NBS - Phenylketouria (PKU), in Visit Clinic

The newborn metabolic screening PKU test is a heel‑prick bloodspot test done 24–72 hours after birth to detect phenylketonuria (PKU) and related metabolic disorders. It measures blood phenylalanine levels; high levels suggest PKU. Early diagnosis allows prompt dietary treatment (low‑phenylalanine diet) to prevent intellectual disability and developmental problems. Positive screens require confirmatory testing and specialist follow‑up.

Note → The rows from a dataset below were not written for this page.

//! HTTP middleware for the transport adapter.
//!
//! Middleware ordering follows the outer-to-inner convention: the first
//! layer listed is the outermost (processes the request first on the way
//! in, and the response last on the way out).

use std::future::Future;
use std::pin::Pin;
use std::sync::Arc;
use std::task::{Context, Poll};

use axum::http::header::HeaderName;
use axum::http::{Method, StatusCode};
use tower::{Layer, Service, ServiceBuilder};
use tower_http::cors::{AllowOrigin, Any, CorsLayer};
use tower_http::request_id::{MakeRequestUuid, PropagateRequestIdLayer, SetRequestIdLayer};
use tower_http::timeout::TimeoutLayer;
use tower_http::trace::TraceLayer;
use tracing::debug;

use super::config::NetworkConfig;
use crate::service::worker::BackgroundExecutor;

/// Header carrying the request id, reused as the use-case carrier id.
pub const REQUEST_ID_HEADER: &str = "x-request-id";

type HttpLayers = tower::layer::util::Stack<
    PropagateRequestIdLayer,
    tower::layer::util::Stack<
        TimeoutLayer,
        tower::layer::util::Stack<
            CorsLayer,
            tower::layer::util::Stack<
                TraceLayer<
                    tower_http::classify::SharedClassifier<
                        tower_http::classify::ServerErrorsAsFailures,
                    >,
                >,
                tower::layer::util::Stack<
                    SetRequestIdLayer<MakeRequestUuid>,
                    tower::layer::util::Identity,
                >,
            >,
        >,
    >,
>;

/// Builds the transport middleware stack.
///
/// **Ordering (outermost to innermost):**
/// 1. `SetRequestId` -- assigns a UUID v4 `X-Request-Id` when the caller sent none
/// 2. `Tracing` -- request/response spans
/// 3. `CORS` -- configured origin allowlist
/// 4. `Timeout` -- bounds request processing time
/// 5. `PropagateRequestId` -- echoes `X-Request-Id` on the response
#[must_use]
pub fn build_http_layers(config: &NetworkConfig) -> HttpLayers {
    let x_request_id = HeaderName::from_static(REQUEST_ID_HEADER);

    ServiceBuilder::new()
        .layer(SetRequestIdLayer::new(x_request_id.clone(), MakeRequestUuid))
        .layer(TraceLayer::new_for_http())
        .layer(build_cors_layer(&config.cors_origins))
        .layer(TimeoutLayer::with_status_code(
            StatusCode::REQUEST_TIMEOUT,
            config.request_timeout,
        ))
        .layer(PropagateRequestIdLayer::new(x_request_id))
        .into_inner()
}

/// A `"*"` entry allows any origin; otherwise only the parsable entries.
fn build_cors_layer(origins: &[String]) -> CorsLayer {
    let allow_origin = if origins.iter().any(|o| o == "*") {
        AllowOrigin::any()
    } else {
        let parsed: Vec<_> = origins.iter().filter_map(|o| o.parse().ok()).collect();
        AllowOrigin::list(parsed)
    };

    CorsLayer::new()
        .allow_origin(allow_origin)
        .allow_methods([Method::GET, Method::POST, Method::PUT, Method::PATCH, Method::DELETE])
        .allow_headers(Any)
}

// ---------------------------------------------------------------------------
// DrainPendingLayer
// ---------------------------------------------------------------------------

/// Holds every response until the background executor has no pending work.
///
/// Used in serverless mode, where the platform may freeze the process as soon
/// as the response is sent.
#[derive(Debug, Clone)]
pub struct DrainPendingLayer {
    executor: Arc<BackgroundExecutor>,
}

impl DrainPendingLayer {
    #[must_use]
    pub fn new(executor: Arc<BackgroundExecutor>) -> Self {
        Self { executor }
    }
}

impl<S> Layer<S> for DrainPendingLayer {
    type Service = DrainPending<S>;

    fn layer(&self, inner: S) -> Self::Service {
        DrainPending {
            inner,
            executor: Arc::clone(&self.executor),
        }
    }
}

/// Service produced by [`DrainPendingLayer`].
#[derive(Debug, Clone)]
pub struct DrainPending<S> {
    inner: S,
    executor: Arc<BackgroundExecutor>,
}

impl<S, Req> Service<Req> for DrainPending<S>
where
    S: Service<Req> + Send,
    S::Future: Send + 'static,
    S::Response: Send + 'static,
    S::Error: Send + 'static,
{
    type Response = S::Response;
    type Error = S::Error;
    type Future = Pin<Box<dyn Future<Output = Result<S::Response, S::Error>> + Send>>;

    fn poll_ready(&mut self, cx: &mut Context<'_>) -> Poll<Result<(), Self::Error>> {
        self.inner.poll_ready(cx)
    }

    fn call(&mut self, req: Req) -> Self::Future {
        let fut = self.inner.call(req);
        let executor = Arc::clone(&self.executor);

        Box::pin(async move {
            let response = fut.await;
            let pending = executor.pending_tasks();
            if pending > 0 {
                debug!(pending, "holding response until background work drains");
            }
            executor.wait_for_pending_tasks().await;
            response
        })
    }
}
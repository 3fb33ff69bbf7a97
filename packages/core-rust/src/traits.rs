use async_trait::async_trait;

use crate::context::{Locale, RequestContext};
use crate::result::UseCaseResult;

/// Contract every business operation implements.
///
/// A use case is a plain, independently testable unit. Its only visible effects
/// are the returned [`UseCaseResult`] and explicit collaborator calls made by the
/// body (repository writes, email sends). It must be callable repeatedly and
/// must not keep state between calls beyond what was injected at construction.
#[async_trait]
pub trait UseCase: Send + Sync + 'static {
    /// Input accepted by [`UseCase::execute`].
    type Input: Send + 'static;
    /// Payload of a successful result.
    type Output: Send + 'static;

    /// Operation name used for spans, metric labels, and logs.
    fn name(&self) -> &'static str {
        std::any::type_name::<Self>()
    }

    /// Configures the locale for details resolution.
    ///
    /// An empty locale is a no-op; implementations delegate to [`Locale::apply`].
    fn set_locale(&mut self, locale: &Locale);

    /// Runs the operation.
    async fn execute(
        &self,
        ctx: &RequestContext,
        locale: &Locale,
        input: Self::Input,
    ) -> UseCaseResult<Self::Output>;
}

#[cfg(test)]
mod tests {
    use std::sync::atomic::{AtomicU32, Ordering};
    use std::sync::Arc;

    use super::*;
    use crate::result::{AppStatus, UseCaseError};

    /// Issues the two tokens of a login, stopping at the first failure.
    trait TokenIssuer: Send + Sync {
        fn access_token(&self, user_id: &str) -> Result<String, UseCaseError>;
        fn refresh_token(&self, user_id: &str) -> Result<String, UseCaseError>;
    }

    struct FlakyIssuer {
        fail_access: bool,
        refresh_calls: AtomicU32,
    }

    impl TokenIssuer for FlakyIssuer {
        fn access_token(&self, user_id: &str) -> Result<String, UseCaseError> {
            if self.fail_access {
                Err(UseCaseError::provider("token.signing_failed"))
            } else {
                Ok(format!("access-{user_id}"))
            }
        }

        fn refresh_token(&self, user_id: &str) -> Result<String, UseCaseError> {
            self.refresh_calls.fetch_add(1, Ordering::SeqCst);
            Ok(format!("refresh-{user_id}"))
        }
    }

    struct IssueTokens {
        issuer: Arc<FlakyIssuer>,
        locale: Locale,
    }

    impl IssueTokens {
        fn tokens(&self, user_id: &str) -> Result<(String, String), UseCaseError> {
            let access = self.issuer.access_token(user_id)?;
            let refresh = self.issuer.refresh_token(user_id)?;
            Ok((access, refresh))
        }
    }

    #[async_trait]
    impl UseCase for IssueTokens {
        type Input = String;
        type Output = (String, String);

        fn name(&self) -> &'static str {
            "issue_tokens"
        }

        fn set_locale(&mut self, locale: &Locale) {
            self.locale.apply(locale);
        }

        async fn execute(
            &self,
            _ctx: &RequestContext,
            _locale: &Locale,
            user_id: String,
        ) -> UseCaseResult<(String, String)> {
            UseCaseResult::from_outcome(AppStatus::Success, self.tokens(&user_id))
        }
    }

    fn issue_tokens(fail_access: bool) -> IssueTokens {
        IssueTokens {
            issuer: Arc::new(FlakyIssuer {
                fail_access,
                refresh_calls: AtomicU32::new(0),
            }),
            locale: Locale::default(),
        }
    }

    #[tokio::test]
    async fn stops_after_first_collaborator_error() {
        let use_case = issue_tokens(true);
        let result = use_case
            .execute(&RequestContext::new("r1"), &Locale::default(), "u1".into())
            .await;

        assert_eq!(result.status(), Some(AppStatus::ProviderError));
        assert!(result.data().is_none());
        assert_eq!(use_case.issuer.refresh_calls.load(Ordering::SeqCst), 0);
    }

    #[tokio::test]
    async fn runs_every_collaborator_on_success() {
        let use_case = issue_tokens(false);
        let result = use_case
            .execute(&RequestContext::new("r1"), &Locale::default(), "u1".into())
            .await;

        assert_eq!(
            result.data(),
            Some(&("access-u1".to_string(), "refresh-u1".to_string()))
        );
        assert_eq!(use_case.issuer.refresh_calls.load(Ordering::SeqCst), 1);
    }

    #[test]
    fn set_locale_ignores_empty_values() {
        let mut use_case = issue_tokens(false);
        use_case.set_locale(&Locale::new("pt"));
        use_case.set_locale(&Locale::new(""));
        assert_eq!(use_case.locale.as_str(), "pt");
    }

    #[test]
    fn default_name_is_type_name() {
        struct Nameless;

        #[async_trait]
        impl UseCase for Nameless {
            type Input = ();
            type Output = ();

            fn set_locale(&mut self, _locale: &Locale) {}

            async fn execute(
                &self,
                _ctx: &RequestContext,
                _locale: &Locale,
                _input: (),
            ) -> UseCaseResult<()> {
                UseCaseResult::new()
            }
        }

        assert!(Nameless.name().ends_with("Nameless"));
    }
}
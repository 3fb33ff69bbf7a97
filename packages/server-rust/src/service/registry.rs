use std::any::{Any, TypeId};
use std::sync::Arc;

use async_trait::async_trait;
use dashmap::DashMap;
use parking_lot::RwLock;
use tracing::{info, warn};

use super::config::ServerConfig;

// ---------------------------------------------------------------------------
// ServiceContext
// ---------------------------------------------------------------------------

/// Context handed to services during initialization.
#[derive(Debug, Clone)]
pub struct ServiceContext {
    pub config: Arc<ServerConfig>,
}

// ---------------------------------------------------------------------------
// ManagedService trait
// ---------------------------------------------------------------------------

/// Long-lived process component with an explicit start/stop lifecycle.
///
/// Use cases stay plain values; only shared infrastructure such as the
/// background executor or provider connection pools implements this.
#[async_trait]
pub trait ManagedService: Send + Sync + Any {
    /// Unique name, used for lookup and in lifecycle logs.
    fn name(&self) -> &'static str;

    async fn init(&self, ctx: &ServiceContext) -> anyhow::Result<()>;

    /// Stops the service. With `terminate` set, skip graceful cleanup.
    async fn shutdown(&self, terminate: bool) -> anyhow::Result<()>;
}

// ---------------------------------------------------------------------------
// ServiceRegistry
// ---------------------------------------------------------------------------

/// Holds managed services and sequences their lifecycle.
///
/// Services initialize in registration order and shut down in reverse, so a
/// service may rely on everything registered before it.
pub struct ServiceRegistry {
    by_name: DashMap<&'static str, Arc<dyn ManagedService>>,
    by_type: DashMap<TypeId, Arc<dyn Any + Send + Sync>>,
    order: RwLock<Vec<&'static str>>,
}

impl ServiceRegistry {
    #[must_use]
    pub fn new() -> Self {
        Self {
            by_name: DashMap::new(),
            by_type: DashMap::new(),
            order: RwLock::new(Vec::new()),
        }
    }

    /// Registers a service and returns the shared handle.
    pub fn register<T: ManagedService>(&self, service: T) -> Arc<T> {
        let shared = Arc::new(service);
        self.register_shared(Arc::clone(&shared));
        shared
    }

    /// Registers a service that is already shared elsewhere.
    ///
    /// Registering a second service under an existing name replaces the first
    /// without changing its position in the lifecycle order.
    pub fn register_shared<T: ManagedService>(&self, service: Arc<T>) {
        let name = service.name();
        let replaced = self.by_name.insert(name, service.clone()).is_some();
        self.by_type.insert(TypeId::of::<T>(), service);
        if !replaced {
            self.order.write().push(name);
        }
    }

    pub fn get<T: ManagedService>(&self) -> Option<Arc<T>> {
        self.by_type
            .get(&TypeId::of::<T>())
            .and_then(|entry| entry.value().clone().downcast::<T>().ok())
    }

    pub fn get_by_name(&self, name: &str) -> Option<Arc<dyn ManagedService>> {
        self.by_name.get(name).map(|entry| entry.value().clone())
    }

    #[must_use]
    pub fn len(&self) -> usize {
        self.order.read().len()
    }

    #[must_use]
    pub fn is_empty(&self) -> bool {
        self.len() == 0
    }

    /// Initializes every service in registration order.
    ///
    /// If one fails, the services already initialized are shut down again in
    /// reverse order before the error is returned.
    ///
    /// # Errors
    ///
    /// Returns the first `init()` failure, tagged with the service name.
    pub async fn init_all(&self, ctx: &ServiceContext) -> anyhow::Result<()> {
        let order = self.order.read().clone();
        for (idx, name) in order.iter().enumerate() {
            let Some(service) = self.get_by_name(name) else {
                continue;
            };
            if let Err(err) = service.init(ctx).await {
                for started in order[..idx].iter().rev() {
                    if let Some(service) = self.get_by_name(started) {
                        if let Err(rollback) = service.shutdown(true).await {
                            warn!(service = started, error = %rollback, "rollback shutdown failed");
                        }
                    }
                }
                return Err(err.context(format!("failed to initialize service '{name}'")));
            }
            info!(service = name, "service initialized");
        }
        Ok(())
    }

    /// Shuts every service down in reverse registration order.
    ///
    /// All services are visited even when one fails.
    ///
    /// # Errors
    ///
    /// Returns the first `shutdown()` failure, tagged with the service name.
    pub async fn shutdown_all(&self, terminate: bool) -> anyhow::Result<()> {
        let order = self.order.read().clone();
        let mut first_err = None;
        for name in order.iter().rev() {
            let Some(service) = self.get_by_name(name) else {
                continue;
            };
            match service.shutdown(terminate).await {
                Ok(()) => info!(service = name, terminate, "service stopped"),
                Err(err) => {
                    warn!(service = name, error = %err, "service shutdown failed");
                    if first_err.is_none() {
                        first_err =
                            Some(err.context(format!("failed to shut down service '{name}'")));
                    }
                }
            }
        }
        first_err.map_or(Ok(()), Err)
    }
}

impl Default for ServiceRegistry {
    fn default() -> Self {
        Self::new()
    }
}

// ---------------------------------------------------------------------------
// Tests
// ---------------------------------------------------------------------------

Five symptoms of phenylketonuria (PKU) are: intellectual disability/developmental delay; seizures; behavioral problems (irritability, hyperactivity); a characteristic musty (mousy) body or urine odor; and hypopigmentation (fair skin, light hair). If untreated, PKU can cause permanent brain damage; newborn screening and a lifelong low‑phenylalanine diet greatly reduce risk. Early treatment prevents most complications.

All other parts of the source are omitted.